(Records for the task)

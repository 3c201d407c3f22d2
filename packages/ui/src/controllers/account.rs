use store::{Gateway, GatewayResult, Profile, Session};

use super::{describe, keep_edit, Screen, ViewStatus};

/// Email and password sign-in (`/login`).
#[derive(Clone, Debug)]
pub struct LoginForm<G> {
    gateway: G,
    pub email: String,
    pub password: String,
    pub status: ViewStatus,
}

impl<G: Clone + 'static> Screen for LoginForm<G> {
    fn status(&self) -> &ViewStatus {
        &self.status
    }

    fn status_mut(&mut self) -> &mut ViewStatus {
        &mut self.status
    }

    fn keep_edits(&mut self, started: &Self, current: &Self) {
        keep_edit(&mut self.email, &started.email, &current.email);
        keep_edit(&mut self.password, &started.password, &current.password);
    }
}

impl<G: Gateway> LoginForm<G> {
    pub fn new(gateway: G) -> Self {
        Self {
            gateway,
            email: String::new(),
            password: String::new(),
            status: ViewStatus::default(),
        }
    }

    /// Sign in. The session is returned so the caller can persist it and navigate.
    pub async fn submit(&mut self) -> Option<Session> {
        if !self.status.begin("login") {
            return None;
        }
        match self
            .gateway
            .sign_in(self.email.trim(), &self.password)
            .await
        {
            Ok(session) => {
                tracing::info!(user_id = %session.user.id, "signed in");
                self.password.clear();
                self.status.end();
                Some(session)
            }
            Err(err) => {
                self.status.fail(describe(&err));
                None
            }
        }
    }
}

/// Account creation (`/register`).
#[derive(Clone, Debug)]
pub struct RegisterForm<G> {
    gateway: G,
    pub username: String,
    pub email: String,
    pub password: String,
    pub status: ViewStatus,
}

pub const MIN_PASSWORD_LEN: usize = 6;

impl<G: Clone + 'static> Screen for RegisterForm<G> {
    fn status(&self) -> &ViewStatus {
        &self.status
    }

    fn status_mut(&mut self) -> &mut ViewStatus {
        &mut self.status
    }

    fn keep_edits(&mut self, started: &Self, current: &Self) {
        keep_edit(&mut self.username, &started.username, &current.username);
        keep_edit(&mut self.email, &started.email, &current.email);
        keep_edit(&mut self.password, &started.password, &current.password);
    }
}

impl<G: Gateway> RegisterForm<G> {
    pub fn new(gateway: G) -> Self {
        Self {
            gateway,
            username: String::new(),
            email: String::new(),
            password: String::new(),
            status: ViewStatus::default(),
        }
    }

    pub fn validate(&self) -> Result<(), &'static str> {
        if self.username.trim().is_empty() {
            return Err("Le nom d'utilisateur est requis.");
        }
        if !self.email.contains('@') {
            return Err("Adresse email invalide.");
        }
        if self.password.chars().count() < MIN_PASSWORD_LEN {
            return Err("Le mot de passe doit contenir au moins 6 caractères.");
        }
        Ok(())
    }

    /// Create the identity, then its profile. Returns `true` once both exist.
    ///
    /// The two writes are independent: when the profile insert fails the
    /// identity stays without a profile and the error is shown.
    pub async fn submit(&mut self) -> bool {
        if let Err(message) = self.validate() {
            self.status.clear_messages();
            self.status.error = Some(message.to_string());
            return false;
        }
        if !self.status.begin("register") {
            return false;
        }

        let identity = match self
            .gateway
            .sign_up(self.email.trim(), &self.password)
            .await
        {
            Ok(identity) => identity,
            Err(err) => {
                self.status.fail(describe(&err));
                return false;
            }
        };

        match self.insert_profile(&identity.id).await {
            Ok(()) => {
                tracing::info!(user_id = %identity.id, "account created");
                self.password.clear();
                self.status
                    .succeed("Compte créé, vous pouvez vous connecter.");
                true
            }
            Err(err) => {
                tracing::error!(user_id = %identity.id, "profile insert failed after sign-up: {err}");
                self.status.fail(format!(
                    "Compte créé, mais le profil n'a pas pu être enregistré : {}",
                    describe(&err)
                ));
                false
            }
        }
    }

    async fn insert_profile(&self, user_id: &str) -> GatewayResult<()> {
        let profile = Profile {
            username: Some(self.username.trim().to_string()),
            ..Profile::empty(user_id)
        };
        self.gateway
            .insert::<Profile, _>(std::slice::from_ref(&profile))
            .await?;
        Ok(())
    }
}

(End Records for the task)

What this task involves:
In the data above, how many lines hold the word "créé"? Give only the number.

Answer space:
2